I wanted to try and work things out, he didn't
now I'm really glad he didn't - every time I've seen him I've felt better and better about the split
but then I really don't mind being on my own...


----------



## SRN

bandit.45 said:


> SRN my question is why you even let the conversation get to that point? When the b*tch starts talking like that, why engage? Hang up the damn phone! Or walk away! You and Proud seem to have a problem understanding this simple concept.
> _Posted via Mobile Device_


I've had no contact with her for a month. She got in her car after we signed and drove away, that was the last time I saw or spoke to her. There is no engaging except in my own mind, and thats the hardest.


----------



## SRN

unsure78 said:


> SRN this is the selfish path that she choose, like the others said it takes 2 to make a marriage work and she choose not to. that is not your fault. did you do all you could once you were aware of the issues? if you did SRN then you should have no regrets. its all on her then
> _Posted via Mobile Device_


Once she slapped me in the face with ILYBNILWY, yes I did. But she was already gone and sleeping with POSOM at that point and out of the house two days later so i really didn't even get a chance. She even said that the reason she left so quickly was that she was afraid that if she stayed, I'd be able to convince her to stay for good. Real piece of work.


----------



## unbelievable

Regardless of how motivated or determined one might be, one can't play tennis alone. One's inability to succeed at solo tennis is not a personal failure but the simple limitations of the game. The game requires two.


----------



## Jayb

cantmove said:


> I feel the same way SRN. I feel the regret every day that I didn't fix my issues long ago. Now that I have it's too late. He left me for lt ow. He says he knows I have changed for the better but it's too late he loves her. I know in my head that it wasn't my fault he cheated but in my heart I just keep thinking I could have prevented this if I had been a better wife. The sadness and the lonliness are killing me.


I am having difficulty forgiving myself. I say I have, but reality is different. 

I struggle with this scenario. If I had done this, or been more actively engaged, she would not have pulled away. WE would have made it. Etc.

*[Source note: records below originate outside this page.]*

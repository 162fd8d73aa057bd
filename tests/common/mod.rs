//! Loopback stand-ins for gateway devices.

#![allow(dead_code)]

use std::io;
use std::time::Duration;

use lgwire::config::ProtocolSettings;
use lgwire::fleet::Host;
use lgwire::lgw::CommandFrame;
use tokio::io::{AsyncReadExt, AsyncWriteExt};
use tokio::net::{TcpListener, TcpStream};

pub const PROMPT: &str = "root@rtl8196e:~# ";
pub const BANNER: &str = "\r\nBusyBox v1.13.4 (2019-03-26) built-in shell (ash)\r\nroot@rtl8196e:~# ";
pub const DEVICE_MAC: &str = "D0:14:11:B0:02:19";

const IAC: u8 = 255;
const DO: u8 = 253;
const ECHO: u8 = 1;

#[derive(Debug, Clone, Copy, PartialEq, Eq)]
pub enum Personality {
    /// Telnet shell: negotiates echo, prints a banner, echoes every line.
    Shell,
    /// LGW channel answering every frame with `code` 0 and `value` "POC".
    Lgw,
    /// LGW channel that pushes a telemetry frame ahead of every reply.
    LgwTelemetryFirst,
}

#[derive(Debug, Clone)]
pub struct FakeDevice {
    pub personality: Personality,
    pub mac: String,
}

impl FakeDevice {
    pub fn shell() -> Self {
        Self {
            personality: Personality::Shell,
            mac: DEVICE_MAC.to_string(),
        }
    }

    pub fn lgw(mac: &str) -> Self {
        Self {
            personality: Personality::Lgw,
            mac: mac.to_string(),
        }
    }

    pub fn telemetry_first(mac: &str) -> Self {
        Self {
            personality: Personality::LgwTelemetryFirst,
            mac: mac.to_string(),
        }
    }

    /// Listens on `127.0.0.1` with a kernel-chosen port and returns the port.
    pub async fn spawn(self) -> u16 {
        let listener = TcpListener::bind("127.0.0.1:0").await.expect("bind device");
        let port = listener.local_addr().expect("local addr").port();
        tokio::spawn(self.serve(listener));
        port
    }

    /// Listens on `ip:port`, for fleets whose hosts share one port.
    pub async fn spawn_on(self, ip: &str, port: u16) -> io::Result<()> {
        let listener = TcpListener::bind((ip, port)).await?;
        tokio::spawn(self.serve(listener));
        Ok(())
    }

    async fn serve(self, listener: TcpListener) {
        while let Ok((stream, _)) = listener.accept().await {
            tokio::spawn(self.clone().handle(stream));
        }
    }

    async fn handle(self, mut stream: TcpStream) {
        if self.personality == Personality::Shell {
            let mut hello = vec![IAC, DO, ECHO];
            hello.extend_from_slice(BANNER.as_bytes());
            if stream.write_all(&hello).await.is_err() {
                return;
            }
        }

        let mut pending = Vec::new();
        let mut skip = 0usize;
        let mut chunk = [0u8; 1024];
        loop {
            let n = match stream.read(&mut chunk).await {
                Ok(0) | Err(_) => return,
                Ok(n) => n,
            };
            for &byte in &chunk[..n] {
                if skip > 0 {
                    skip -= 1;
                } else if byte == IAC {
                    // client answers are always three-byte negotiations
                    skip = 2;
                } else {
                    pending.push(byte);
                }
            }
            while let Some(pos) = pending.iter().position(|b| *b == b'\n') {
                let line: Vec<u8> = pending.drain(..=pos).collect();
                let line = String::from_utf8_lossy(&line).trim().to_string();
                let reply = self.reply(&line);
                if !reply.is_empty() && stream.write_all(reply.as_bytes()).await.is_err() {
                    return;
                }
            }
        }
    }

    fn reply(&self, line: &str) -> String {
        match self.personality {
            Personality::Shell => shell_reply(line),
            Personality::Lgw => self.lgw_reply(line),
            Personality::LgwTelemetryFirst => {
                let reply = self.lgw_reply(line);
                if reply.is_empty() {
                    reply
                } else {
                    format!(r#"#:{{"cmd": "telemetry", "temp": 42}}:#{reply}"#)
                }
            }
        }
    }

    fn lgw_reply(&self, line: &str) -> String {
        let Ok(frame) = CommandFrame::parse(line) else {
            return String::new();
        };
        let own_prefix = format!("0000{}:", self.mac.replace(':', "").to_lowercase());
        match frame.target_id() {
            Some(target) if !target.starts_with(&own_prefix) => frame
                .attr("code", -1)
                .attr("reason", "no such target")
                .encode(),
            _ => frame.attr("code", 0).attr("value", "POC").encode(),
        }
    }
}

fn shell_reply(line: &str) -> String {
    let output = match line {
        // swallowed without echo
        "silent" | "exit" => return String::new(),
        "" => String::new(),
        "uname" => "Linux\r\n".to_string(),
        _ => match line.strip_prefix("echo ") {
            Some(text) => format!("{text}\r\n"),
            None => format!("sh: {line}: not found\r\n"),
        },
    };
    format!("{line}\r\n{output}{PROMPT}")
}

/// Shell settings tuned for loopback tests.
pub fn fast_shell() -> ProtocolSettings {
    let mut settings = ProtocolSettings::os_shell();
    settings.connect_timeout = Duration::from_millis(500);
    settings.connect_window = Duration::from_millis(300);
    settings.connect_backoff = Duration::from_millis(50);
    settings.banner_timeout = Some(Duration::from_millis(500));
    settings
}

/// LGW settings tuned for loopback tests.
pub fn fast_lgw() -> ProtocolSettings {
    let mut settings = ProtocolSettings::lgw();
    settings.connect_timeout = Duration::from_millis(500);
    settings.connect_window = Duration::from_millis(300);
    settings.connect_backoff = Duration::from_millis(50);
    settings
}

pub fn host(ip: &str, mac: &str) -> Host {
    Host::new(ip, mac)
}

pub fn commands(list: &[&str]) -> Vec<String> {
    list.iter().map(|c| c.to_string()).collect()
}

What can we do now? We only have control of us. No matter how much time we spend wishing or hoping or regretting, none of it helps us or gets them back. There's sadness there, but one day, hopefully, we'll be ok with that sadness.


----------



## Goobertron

I've been divorced for 3 years, separated for 4. I used to feel like that too. I think it's only natural to want to blame yourself. For me it was not only about feeling responsible for looking after my wife and family but also I guess feeling generally disempowered while she seemed on an incredible high. Also I didn't want to think badly of the ex after what seemed like a happy marriage.

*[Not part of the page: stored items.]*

//! Error types for transports, framing and the LGW codec.
//!
//! Errors never cross the per-command boundary: [`crate::session::Session::send`]
//! folds every [`EngineError`] into a failed
//! [`ResponseEnvelope`](crate::session::ResponseEnvelope) using
//! [`EngineError::error_code`].

use thiserror::Error;

use crate::session::ErrorCode;

/// Errors that can occur while talking to a device.
#[derive(Error, Debug)]
pub enum EngineError {
    /// The host could not be reached or refused the session.
    ///
    /// Fatal for the whole command sequence of that host.
    #[error("cannot connect to {addr}: {reason}")]
    Connect { addr: String, reason: String },

    /// The delimiter was not observed within the read window.
    ///
    /// `partial` holds whatever arrived before the window closed.
    #[error("timeout waiting for delimiter ({} bytes received)", partial.len())]
    Timeout { partial: Vec<u8> },

    /// Data arrived but did not match the protocol expectation.
    #[error("protocol mismatch: {0}")]
    ProtocolMismatch(String),

    /// No connection handle is held.
    #[error("not connected")]
    NotConnected,

    /// The remote side closed the stream while a read was pending.
    #[error("channel disconnect on read")]
    ChannelDisconnect,

    #[error("invalid mac address: {0}")]
    InvalidMac(String),

    #[error("invalid target id: {0}")]
    InvalidTargetId(String),

    /// An LGW frame failed strict decoding.
    #[error("invalid lgw frame: {0}")]
    InvalidFrame(String),

    #[error("io error: {0}")]
    Io(#[from] std::io::Error),

    #[error("json error: {0}")]
    Json(#[from] serde_json::Error),

    /// An error occurred in the async-ssh2-tokio library.
    #[error("async ssh2 error: {0}")]
    Ssh2Error(#[from] async_ssh2_tokio::Error),

    /// An error occurred in the russh library.
    #[error("russh error: {0}")]
    RusshError(#[from] russh::Error),
}

impl EngineError {
    /// Maps the error onto the response error-code taxonomy.
    pub fn error_code(&self) -> ErrorCode {
        match self {
            EngineError::Timeout { partial } if partial.is_empty() => ErrorCode::NoData,
            EngineError::Timeout { .. }
            | EngineError::ProtocolMismatch(_)
            | EngineError::InvalidFrame(_) => ErrorCode::ExpectMissing,
            EngineError::Connect { .. } => ErrorCode::CannotConnect,
            _ => ErrorCode::Unexpected,
        }
    }
}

It felt terrible that there was something I could have done but didn't and now the moment has passed and left me behind. Eventually with perspective it gets better. I know now it wasn't true in my case as she was in love with an OM in an EA.

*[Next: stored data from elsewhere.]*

impl SshShellTransport {
    pub fn new(options: SshOptions) -> Self {
        Self {
            options,
            addr: String::new(),
            client: None,
            sender: None,
            receiver: None,
            buffer: ReadBuffer::new(),
            pending_error: None,
            write_timeout: Duration::from_secs(3),
        }
    }

    async fn open_shell(
        options: &SshOptions,
        addr: &str,
        host: &str,
        port: u16,
    ) -> Result<(Client, Sender<Vec<u8>>, Receiver<Vec<u8>>), EngineError> {
        let client = options.client(host, port).await?;

        let mut channel = client.get_channel().await?;
        channel
            .request_pty(false, "xterm", 800, 600, 0, 0, &[])
            .await?;
        channel.request_shell(false).await?;
        debug!("{addr} shell request successful");

        let (sender_to_shell, mut receiver_from_user) = mpsc::channel::<Vec<u8>>(QUEUE_DEPTH);
        let (sender_to_user, receiver_from_shell) = mpsc::channel::<Vec<u8>>(QUEUE_DEPTH);

        let io_task_addr = addr.to_string();
        tokio::spawn(async move {
            loop {
                tokio::select! {
                    Some(data) = receiver_from_user.recv() => {
                        if let Err(e) = channel.data(&data[..]).await {
                            debug!("{} failed to send data to shell: {:?}", io_task_addr, e);
                            break;
                        }
                    },
                    Some(msg) = channel.wait() => {
                        match msg {
                            ChannelMsg::Data { ref data } | ChannelMsg::ExtendedData { ref data, .. } => {
                                if sender_to_user.send(data.to_vec()).await.is_err() {
                                    debug!("{} shell output receiver dropped", io_task_addr);
                                    break;
                                }
                            }
                            ChannelMsg::ExitStatus { exit_status } => {
                                debug!("{} shell exited with status code: {}", io_task_addr, exit_status);
                                let _ = channel.eof().await;
                                break;
                            }
                            ChannelMsg::Eof | ChannelMsg::Close => {
                                debug!("{} shell sent EOF", io_task_addr);
                                break;
                            }
                            _ => {}
                        }
                    },
                    else => break,
                }
            }
            debug!("{} SSH I/O task ended", io_task_addr);
        });

        Ok((client, sender_to_shell, receiver_from_shell))
    }

    fn drop_handles(&mut self) {
        self.sender = None;
        self.receiver = None;
        self.client = None;
    }
}

#[async_trait]
impl Transport for SshShellTransport {
    async fn connect(
        &mut self,
        host: &str,
        port: u16,
        timeout: Duration,
    ) -> Result<(), EngineError> {
        self.close().await;
        self.addr = format!("{}@{host}:{port}", self.options.user);
        debug!("{} start to connect...", self.addr);

        let opening = Self::open_shell(&self.options, &self.addr, host, port);
        match tokio::time::timeout(timeout, opening).await {
            Ok(Ok((client, sender, receiver))) => {
                self.client = Some(client);
                self.sender = Some(sender);
                self.receiver = Some(receiver);
                self.write_timeout = timeout;
                debug!("{} successfully connected", self.addr);
                Ok(())
            }
            Ok(Err(err)) => Err(EngineError::Connect {
                addr: self.addr.clone(),
                reason: err.to_string(),
            }),
            Err(_) => Err(EngineError::Connect {
                addr: self.addr.clone(),
                reason: format!("no answer within {timeout:?}"),
            }),
        }
    }

    fn is_connected(&self) -> bool {
        self.client.is_some() && self.sender.is_some()
    }

    async fn write(&mut self, data: &[u8]) {
        let Some(sender) = self.sender.as_ref() else {
            return;
        };
        match tokio::time::timeout(self.write_timeout, sender.send(data.to_vec())).await {
            Ok(Ok(())) => {}
            Ok(Err(_)) => {
                warn!("{} shell task is gone, write dropped", self.addr);
                self.pending_error = Some(EngineError::ChannelDisconnect);
            }
            Err(_) => {
                warn!("{} shell queue stalled, write dropped", self.addr);
                self.pending_error = Some(EngineError::Io(io::Error::new(
                    io::ErrorKind::TimedOut,
                    format!("shell accepted no data within {:?}", self.write_timeout),
                )));
            }
        }
    }

    async fn read_until(
        &mut self,
        delimiter: &[u8],
        timeout: Duration,
    ) -> Result<Vec<u8>, EngineError> {
        let deadline = Instant::now() + timeout;
        loop {
            if let Some(frame) = self.buffer.take_through(delimiter) {
                return Ok(frame);
            }
            if let Some(err) = self.pending_error.take() {
                self.drop_handles();
                return Err(err);
            }
            let Some(receiver) = self.receiver.as_mut() else {
                return Err(EngineError::NotConnected);
            };
            match tokio::time::timeout_at(deadline, receiver.recv()).await {
                Err(_) => {
                    return Err(EngineError::Timeout {
                        partial: self.buffer.take_all(),
                    });
                }
                Ok(None) => {
                    debug!("{} shell channel closed", self.addr);
                    self.drop_handles();
                    return Err(EngineError::ChannelDisconnect);
                }
                Ok(Some(chunk)) => {
                    trace!("{} recv {} bytes", self.addr, chunk.len());
                    self.buffer.extend(&chunk);
                }
            }
        }
    }

    fn discard_pending(&mut self) -> usize {
        let mut dropped = self.buffer.clear();
        if let Some(receiver) = self.receiver.as_mut() {
            while let Ok(chunk) = receiver.try_recv() {
                dropped += chunk.len();
            }
        }
        dropped
    }

    async fn close(&mut self) {
        if let Some(sender) = self.sender.take() {
            match tokio::time::timeout(self.write_timeout, sender.send(b"exit\n".to_vec())).await {
                Ok(Ok(())) => tokio::time::sleep(Duration::from_millis(100)).await,
                Ok(Err(e)) => debug!("{} failed to send exit command: {:?}", self.addr, e),
                Err(_) => debug!("{} exit command not accepted in time", self.addr),
            }
        }
        self.receiver = None;
        if let Some(client) = self.client.take() {
            match tokio::time::timeout(self.write_timeout, client.disconnect()).await {
                Ok(Ok(())) => {}
                Ok(Err(e)) => debug!("{} disconnect: {}", self.addr, e),
                Err(_) => debug!("{} disconnect not acknowledged in time", self.addr),
            }
            debug!("{} SSH connection closed", self.addr);
        }
        self.buffer.clear();
        self.pending_error = None;
    }
}

/// Runs one command and reports `(ok, text)`.
///
/// Implementations never fail: every error is folded into `(false, description)`.
#[async_trait]
pub trait CommandRunner: Send + Sync {
    async fn run_cmd(
        &self,
        command: &str,
        timeout: Duration,
        read_until: Option<&str>,
        waiting: Duration,
    ) -> (bool, String);
}

/// SSH exec-channel client, one channel per command.
pub struct SshExec {
    options: SshOptions,
    addr: String,
    client: Option<Client>,
}

impl SshExec {
    pub fn new(options: SshOptions) -> Self {
        Self {
            options,
            addr: String::new(),
            client: None,
        }
    }

    pub fn addr(&self) -> &str {
        &self.addr
    }

    pub async fn connect(
        &mut self,
        host: &str,
        port: u16,
        timeout: Duration,
    ) -> Result<(), EngineError> {
        self.close().await;
        self.addr = format!("{}@{host}:{port}", self.options.user);
        info!("host ({}) start to connect...", self.addr);
        match tokio::time::timeout(timeout, self.options.client(host, port)).await {
            Ok(Ok(client)) => {
                self.client = Some(client);
                info!("host ({}) successfully connected", self.addr);
                Ok(())
            }
            Ok(Err(err)) => Err(EngineError::Connect {
                addr: self.addr.clone(),
                reason: err.to_string(),
            }),
            Err(_) => Err(EngineError::Connect {
                addr: self.addr.clone(),
                reason: format!("no answer within {timeout:?}"),
            }),
        }
    }

    pub fn is_connected(&self) -> bool {
        self.client.is_some()
    }

    /// Runs `command` to completion.
    ///
    /// Exit status 0 yields stdout. A non-zero status is [`ErrorCode::Rejected`] with
    /// stderr as payload. No completion within `timeout` is [`ErrorCode::NoData`].
    pub async fn execute(&self, command: &str, timeout: Duration) -> ResponseEnvelope {
        let Some(client) = self.client.as_ref() else {
            return ResponseEnvelope::failure(
                ErrorCode::Unexpected,
                EngineError::NotConnected.to_string(),
                Payload::None,
            );
        };
        trace!("send command <SEND>\n{command}\n</SEND>");
        match tokio::time::timeout(timeout, client.execute(command)).await {
            Ok(Ok(result)) => {
                debug!(
                    "response code({}) <RECEIVE>\n{}\n</RECEIVE>",
                    result.exit_status, result.stdout
                );
                if result.exit_status == 0 {
                    ResponseEnvelope::success(Payload::Text(result.stdout))
                } else {
                    warn!(
                        "host ({}) '{command}' exited with {}",
                        self.addr, result.exit_status
                    );
                    ResponseEnvelope::failure(
                        ErrorCode::Rejected,
                        format!("exit status {}", result.exit_status),
                        Payload::Text(result.stderr),
                    )
                }
            }
            Ok(Err(err)) => {
                let err = EngineError::from(err);
                ResponseEnvelope::failure(err.error_code(), err.to_string(), Payload::None)
            }
            Err(_) => ResponseEnvelope::failure(
                ErrorCode::NoData,
                format!("no completion within {timeout:?}"),
                Payload::None,
            ),
        }
    }

    /// Reads the exec stream of `command` through `separator`, then closes the channel.
    async fn read_through(
        &self,
        command: &str,
        separator: &str,
        timeout: Duration,
        waiting: Duration,
    ) -> Result<String, EngineError> {
        let client = self.client.as_ref().ok_or(EngineError::NotConnected)?;
        let mut channel = client.get_channel().await?;
        channel.exec(true, command).await?;

        let deadline = Instant::now() + timeout;
        let mut buffer = ReadBuffer::new();
        let outcome = loop {
            if let Some(out) = buffer.take_through(separator.as_bytes()) {
                break Ok(String::from_utf8_lossy(&out).into_owned());
            }
            match tokio::time::timeout_at(deadline, channel.wait()).await {
                Err(_) => {
                    break Err(EngineError::Timeout {
                        partial: buffer.take_all(),
                    });
                }
                Ok(None) | Ok(Some(ChannelMsg::Eof | ChannelMsg::Close)) => {
                    break Err(EngineError::ChannelDisconnect);
                }
                Ok(Some(
                    ChannelMsg::Data { ref data } | ChannelMsg::ExtendedData { ref data, .. },
                )) => buffer.extend(data),
                Ok(Some(_)) => {}
            }
        };
        if let Ok(out) = &outcome {
            debug!("response readuntil({separator}) <RECEIVE>\n{out}\n</RECEIVE>");
        }
        info!("waiting ({waiting:?})...");
        tokio::time::sleep(waiting).await;
        if let Err(e) = channel.close().await {
            trace!("{} close exec channel: {e}", self.addr);
        }
        outcome
    }

    pub async fn close(&mut self) {
        if let Some(client) = self.client.take() {
            if let Err(e) = client.disconnect().await {
                debug!("{} disconnect: {}", self.addr, e);
            }
            debug!("{} SSH connection closed", self.addr);
        }
    }
}

#[async_trait]
impl CommandRunner for SshExec {
    async fn run_cmd(
        &self,
        command: &str,
        timeout: Duration,
        read_until: Option<&str>,
        waiting: Duration,
    ) -> (bool, String) {
        if let Some(separator) = read_until.filter(|s| !s.is_empty()) {
            return match self.read_through(command, separator, timeout, waiting).await {
                Ok(out) => (true, out),
                Err(err) => {
                    warn!(
                        "host ({}) readuntil({separator}) failed: {err}",
                        self.addr
                    );
                    (false, err.to_string())
                }
            };
        }

        let envelope = self.execute(command, timeout).await;
        let text = match &envelope.payload {
            Payload::Text(text) => text.clone(),
            _ => envelope.reason.clone().unwrap_or_default(),
        };
        info!("waiting ({waiting:?})...");
        tokio::time::sleep(waiting).await;
        (envelope.ok, text)
    }
}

On the plus side accepting responsibility for something shows maturity and reflecting on the end can be a useful thing when considering possible improvements for longevity of future relationships and compatible mate selection. However the down-side is its a real funk to obsess over it and can create feelings of depression and anxiety which then need to be chased away. Imagine trying to date with no self-confidence as a result of obsessing on what was lost (I've been there). It's like that epic poem "Of Mice and Men", in the hidden verse where the mouse's marriage falls apart ..


----------